Thoughts on the Sacraments

Some of my old acquaintances know that I’m in a different space now. If you knew me from school, or from seminary, or from ministry pre-2007, I don’t hold all the same theories and beliefs that I once did. That being the case, the praxis (practicing idea) of my ministry has evolved. It’s all about the journey and what you learn along the way. I don’t claim to be right about everything, but this is the place where God has currently led me, and I want to share some of it.

In recent years I have experienced a paradigm shift in my understanding of the sacraments. I have moved from serving in and being schooled by the “believer’s baptism” tradition, to serving in and being opened up to the “infant baptism” tradition. I recently read a book by Leonard J. Vander Zee’s called “Christ, Baptism and the Lord’s Supper.” A chapter entitled “Christ Is the Quintessential Sacrament” (p. 45-51) successfully captures many of the suppositions I have experienced in my sacramental shift.

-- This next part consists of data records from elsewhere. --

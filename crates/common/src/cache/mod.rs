//! Confidence-aware response caching.
//!
//! - [`KeyValueStore`]: the opaque byte store the cache persists through
//! - [`TtlPolicy`]: maps result confidence to entry lifetime
//! - [`AdaptiveCache`]: typed entries with lazy expiry and periodic sweeps
//! - [`canonical_key`]: order-independent key derivation
//!
//! ```ignore
//! let cache: AdaptiveCache<Recommendation> =
//!     AdaptiveCache::new(Arc::new(MemoryStore::new()), TtlPolicy::default());
//! cache.set(&key, &recommendation, 0.92).await?;   // lives 4h
//! let hit = cache.get(&key).await?;
//! ```

pub mod adaptive;
pub mod policy;
pub mod stats;
pub mod store;

pub use adaptive::{canonical_key, AdaptiveCache, CacheEntry, CacheError, CacheResult, ENTRY_VERSION};
pub use policy::TtlPolicy;
pub use stats::CacheStats;
pub use store::{KeyValueStore, MemoryStore, StoreError};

“Paul calls Christ the visible “icon” of the invisible God (Col 1:15), and analogously, the sacraments are visible and material signs to us of the now invisible Christ.” (p. 45-46) To paraphrase, in the incarnation God came to us in the form of Jesus Christ, and now Jesus Christ comes to us in the form of the sacraments (baptism and Eucharist). One of the first steps in my shift was the recognition that Christ is present in the elements of the Eucharist. If Christ is truly present everywhere and “in him all things hold together” (Col 1:17), then the celebration of the Lord’s Supper can be more than a private remembrance and personal reflection. It can also be prolepsis – the eager anticipation of the feast to come at the wedding banquet of the Lamb. This quote from Vander Zee about the “invisible Christ” reminds me of a quote from C.S. Lewis in “The Weight of Glory“: “Next to the Blessed Sacrament itself, your neighbor is the holiest object presented to your senses. If he is your Christian neighbour, he is holy in almost the same way, for in him also Christ vere latitat, the glorifier and the glorified, Glory Himself, is truly hidden.” There is an acknowledgment of the inherently “tov” nature of man, a Hebraic concept. What God has created is good, and the goodness of Christ is always present despite common distortions and diminutions. If Christ is truly “hidden” in our neighbor, Christ is possibly more visible around us than we think.

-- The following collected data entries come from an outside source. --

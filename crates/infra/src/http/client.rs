use std::time::Duration;

use async_trait::async_trait;
use chrono::Utc;
use oncovista_common::AttemptError;
use oncovista_core::RecommendationService;
use oncovista_domain::constants::{DEFAULT_PERFORMANCE_STATUS, RECOMMENDATION_PATH};
use oncovista_domain::{
    OncoVistaError, RecommendationRequest, RemoteConfig, RemoteRecommendationResponse,
    TreatmentQuery,
};
use reqwest::Client as ReqwestClient;
use tracing::{debug, instrument};
use url::Url;
use uuid::Uuid;

use crate::errors::{attempt_error, InfraError};

const MAX_ERROR_BODY: usize = 256;

/// reqwest adapter for the remote recommendation service.
///
/// Makes exactly one request per call; retries, backoff and the circuit
/// breaker live in the engine.
#[derive(Debug, Clone)]
pub struct HttpRecommendationClient {
    client: ReqwestClient,
    endpoint: Url,
    timeout: Duration,
    default_performance_status: u8,
}

impl HttpRecommendationClient {
    /// Start building a new client.
    pub fn builder(base_url: impl Into<String>) -> HttpRecommendationClientBuilder {
        HttpRecommendationClientBuilder::new(base_url)
    }

    /// Client for `config` with the given per-request timeout.
    pub fn from_config(config: &RemoteConfig, timeout: Duration) -> Result<Self, OncoVistaError> {
        Self::builder(&config.base_url)
            .timeout(timeout)
            .default_performance_status(config.default_performance_status)
            .build()
    }

    pub fn endpoint(&self) -> &Url {
        &self.endpoint
    }

    fn request_for(&self, query: &TreatmentQuery) -> RecommendationRequest {
        let mut request = RecommendationRequest::from_query(query, Uuid::new_v4(), Utc::now());
        if query.performance_status.is_none() {
            request.performance_status = self.default_performance_status;
        }
        request
    }
}

#[async_trait]
impl RecommendationService for HttpRecommendationClient {
    #[instrument(skip_all, fields(query = %query.label()))]
    async fn call(&self, query: &TreatmentQuery) -> Result<RemoteRecommendationResponse, AttemptError> {
        let request = self.request_for(query);
        debug!(url = %self.endpoint, session_id = %request.session_id, "sending recommendation request");

        let response = self
            .client
            .post(self.endpoint.clone())
            .json(&request)
            .send()
            .await
            .map_err(|err| attempt_error(&err, self.timeout))?;

        let status = response.status();
        debug!(%status, "received recommendation response");
        if !status.is_success() {
            let body = response.text().await.unwrap_or_default();
            return Err(AttemptError::http(Some(status.as_u16()), truncate(&body)));
        }

        response.json::<RemoteRecommendationResponse>().await.map_err(|err| {
            if err.is_timeout() {
                attempt_error(&err, self.timeout)
            } else {
                AttemptError::http(Some(status.as_u16()), format!("invalid response body: {err}"))
            }
        })
    }
}

fn truncate(body: &str) -> String {
    if body.is_empty() {
        return "empty error body".to_string();
    }
    body.chars().take(MAX_ERROR_BODY).collect()
}

/// Builder for [`HttpRecommendationClient`].
#[derive(Debug)]
pub struct HttpRecommendationClientBuilder {
    base_url: String,
    timeout: Duration,
    user_agent: Option<String>,
    default_performance_status: u8,
}

impl HttpRecommendationClientBuilder {
    fn new(base_url: impl Into<String>) -> Self {
        Self {
            base_url: base_url.into(),
            timeout: Duration::from_secs(30),
            user_agent: None,
            default_performance_status: DEFAULT_PERFORMANCE_STATUS,
        }
    }

    pub fn timeout(mut self, timeout: Duration) -> Self {
        self.timeout = timeout;
        self
    }

    pub fn user_agent(mut self, agent: impl Into<String>) -> Self {
        self.user_agent = Some(agent.into());
        self
    }

    /// ECOG status sent when the query leaves it unset.
    pub fn default_performance_status(mut self, status: u8) -> Self {
        self.default_performance_status = status;
        self
    }

    pub fn build(self) -> Result<HttpRecommendationClient, OncoVistaError> {
        let endpoint = endpoint_for(&self.base_url).map_err(OncoVistaError::from)?;

        let mut builder = ReqwestClient::builder().timeout(self.timeout).no_proxy();
        if let Some(agent) = self.user_agent {
            builder = builder.user_agent(agent);
        }
        let client = builder.build().map_err(|err| OncoVistaError::from(InfraError::from(err)))?;

        Ok(HttpRecommendationClient {
            client,
            endpoint,
            timeout: self.timeout,
            default_performance_status: self.default_performance_status,
        })
    }
}

fn endpoint_for(base_url: &str) -> Result<Url, InfraError> {
    let mut base = Url::parse(base_url.trim())?;
    if !base.path().ends_with('/') {
        let path = format!("{}/", base.path());
        base.set_path(&path);
    }
    Ok(base.join(RECOMMENDATION_PATH.trim_start_matches('/'))?)
}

“It seems to me that the Bible and the early church fathers spoke very differently about how God’s grace in salvation comes to humanity. In the biblical worldview, God decisively acted in Christ so that the whole course of human history has changed. God’s action in Christ places every man and woman’s relationship to God on a whole new basis. God is reconciled to them. Jesus Christ is Lord of all. All humanity, all of Adam’s race, has been regathered into the one new humanity, under the headship of the new Adam.” (p. 48) The next step in my sacramental shift was an awakening to the lack of control we have in God’s relationship with us. As it was in previous covenant-relationships with God’s people, God is both the initiator and fulfiller of the covenant. We basically just have to let it happen.

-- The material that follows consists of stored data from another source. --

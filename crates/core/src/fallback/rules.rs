//! Static protocol table for the rule-based fallback.

use oncovista_domain::constants::{DEFAULT_EVIDENCE_LEVEL, FALLBACK_CONFIDENCE};
use oncovista_domain::{Recommendation, TreatmentOption, TreatmentQuery};

use super::ports::FallbackGenerator;

const FALLBACK_ALERT: &str = "System operating in fallback mode - verify recommendations independently";
const FALLBACK_NOTE: &str = "API unavailable - using basic rule engine";
const FALLBACK_GUIDELINE: &str = "NCCN Guidelines (Fallback Mode)";
const FALLBACK_REFERENCE: &str = "Fallback Mode";

const PRIMARY_SCORE: f64 = 0.5;
const ALTERNATIVE_SCORE: f64 = 0.4;

/// `(cancer type, [primary, alternatives...])`; matched case-insensitively.
const PROTOCOLS: &[(&str, &[&str])] = &[
    (
        "Breast Cancer",
        &[
            "AC-T (Doxorubicin/Cyclophosphamide \u{2192} Paclitaxel)",
            "TCH (Docetaxel, Carboplatin, Trastuzumab)",
        ],
    ),
    ("Non-Small Cell Lung Cancer", &["Carboplatin + Paclitaxel", "Pembrolizumab monotherapy"]),
    (
        "Colorectal Cancer",
        &["FOLFOX (5-FU, Leucovorin, Oxaliplatin)", "FOLFIRI (5-FU, Leucovorin, Irinotecan)"],
    ),
];

const DEFAULT_PROTOCOLS: &[&str] = &["Standard of care protocol", "Alternative standard protocol"];

/// Standard-of-care protocols for the most common cancer types, with a
/// generic pair for everything else.
///
/// Output is a pure function of the query: identifiers are derived from the
/// cancer type and position, never from time.
#[derive(Debug, Clone, Copy, Default)]
pub struct BasicProtocolRules;

impl BasicProtocolRules {
    pub fn new() -> Self {
        Self
    }

    /// Protocols for `cancer_type`, primary first.
    pub fn protocols_for(cancer_type: &str) -> &'static [&'static str] {
        let cancer_type = cancer_type.trim();
        PROTOCOLS
            .iter()
            .find(|(name, _)| name.eq_ignore_ascii_case(cancer_type))
            .map_or(DEFAULT_PROTOCOLS, |(_, protocols)| *protocols)
    }
}

impl FallbackGenerator for BasicProtocolRules {
    fn generate(&self, query: &TreatmentQuery) -> Recommendation {
        let normalized = query.normalized();
        let slug = slug(&normalized.cancer_type);
        let intent = normalized.treatment_intent;

        let mut protocols = Self::protocols_for(&normalized.cancer_type).iter();
        let primary_protocol = protocols.next().copied().unwrap_or("Standard of care protocol");

        let primary = TreatmentOption {
            id: format!("fallback-{slug}"),
            protocol: primary_protocol.to_string(),
            intent: intent.clone(),
            drugs: TreatmentOption::drugs_from_protocol(primary_protocol),
            guidelines: vec![FALLBACK_GUIDELINE.to_string()],
            evidence_level: DEFAULT_EVIDENCE_LEVEL.to_string(),
            nccn_references: vec![FALLBACK_REFERENCE.to_string()],
            score: PRIMARY_SCORE,
            reasoning: "Fallback recommendation based on standard protocols. Please verify with current NCCN guidelines."
                .to_string(),
            alerts: vec!["This is a fallback recommendation - verify with current guidelines".to_string()],
            safety_flags: vec!["Verify dosing and contraindications".to_string()],
            clinical_warnings: vec!["Limited data available - use clinical judgment".to_string()],
        };

        let alternatives = protocols
            .enumerate()
            .map(|(index, protocol)| TreatmentOption {
                id: format!("fallback-alt-{slug}-{index}"),
                protocol: (*protocol).to_string(),
                intent: intent.clone(),
                drugs: TreatmentOption::drugs_from_protocol(protocol),
                guidelines: vec![FALLBACK_GUIDELINE.to_string()],
                evidence_level: DEFAULT_EVIDENCE_LEVEL.to_string(),
                nccn_references: vec![FALLBACK_REFERENCE.to_string()],
                score: ALTERNATIVE_SCORE,
                reasoning: "Alternative fallback recommendation".to_string(),
                alerts: vec!["Alternative fallback recommendation".to_string()],
                safety_flags: vec!["Verify appropriateness".to_string()],
                clinical_warnings: vec!["Limited data available".to_string()],
            })
            .collect();

        Recommendation {
            primary,
            alternatives,
            confidence: FALLBACK_CONFIDENCE,
            evidence: "Fallback mode - limited evidence available".to_string(),
            alerts: vec![FALLBACK_ALERT.to_string()],
            fallback_used: true,
            fallback_note: Some(FALLBACK_NOTE.to_string()),
            ai_enhanced: false,
        }
    }
}

fn slug(cancer_type: &str) -> String {
    let slug: String = cancer_type
        .chars()
        .map(|c| if c.is_ascii_alphanumeric() { c.to_ascii_lowercase() } else { '-' })
        .collect();
    let slug = slug.trim_matches('-');
    if slug.is_empty() {
        "default".to_string()
    } else {
        slug.to_string()
    }
}

#[cfg(test)]
mod tests {
    use super::*;

    #[test]
    fn known_cancer_type_gets_its_protocols() {
        let rec = BasicProtocolRules.generate(
            &TreatmentQuery::new("non-small cell lung cancer").with_treatment_intent("Palliative"),
        );
        assert_eq!(rec.primary.protocol, "Carboplatin + Paclitaxel");
        assert_eq!(rec.primary.drugs, vec!["Carboplatin".to_string(), "Paclitaxel".to_string()]);
        assert_eq!(rec.primary.intent.as_deref(), Some("Palliative"));
        assert_eq!(rec.alternatives.len(), 1);
        assert_eq!(rec.alternatives[0].protocol, "Pembrolizumab monotherapy");
        assert!(rec.fallback_used);
        assert!(!rec.ai_enhanced);
    }

    /// Validates that the generator is total and deterministic.
    ///
    /// Assertions:
    /// - Confirms the wildcard and an empty cancer type get the default pair.
    /// - Confirms repeated calls produce identical output.
    #[test]
    fn wildcard_and_unknown_get_default_protocols() {
        let rules = BasicProtocolRules::new();
        for cancer_type in ["all", "", "Mesothelioma"] {
            let rec = rules.generate(&TreatmentQuery::new(cancer_type));
            assert_eq!(rec.primary.protocol, "Standard of care protocol");
            assert_eq!(rec.primary.evidence_level, "Category 2B");
            assert_eq!(rec, rules.generate(&TreatmentQuery::new(cancer_type)));
        }
    }

    #[test]
    fn identifiers_are_derived_from_cancer_type() {
        let rec = BasicProtocolRules.generate(&TreatmentQuery::new("Breast Cancer"));
        assert_eq!(rec.primary.id, "fallback-breast-cancer");
        assert_eq!(rec.alternatives[0].id, "fallback-alt-breast-cancer-0");
        assert!((rec.primary.score - 0.5).abs() < f64::EPSILON);
        assert!((rec.alternatives[0].score - 0.4).abs() < f64::EPSILON);
    }
}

“Apostolic preaching is not shaped around the announcement of a hypothetical possibility that you will be given salvation if you believe in it. It is based on God’s stupendous act of reconciliation that through his Son involves all humanity and, through his death and resurrection, reconciles all of humanity to himself. ‘You are reconciled, so be reconciled.’” (p. 50) Reconciliation and the sacramental life have less to do with your beliefs about what happens during Eucharist or who is illegible to be baptized and what that baptism means. It is more about the way you live the other six days a week. It is more about seeing and treating other people through the lens of your reconciliation. In the parable of the sheep and the goats (Matthew 25:31-46), neither the righteous nor the eternally punished ones know what determined their fate. They both ask the question “When did we see you?” Their fate was determined on whether they acted with kindness toward their neighbor. Maybe Lewis was right. Maybe our neighbor is even more sacramental than the meal and the water?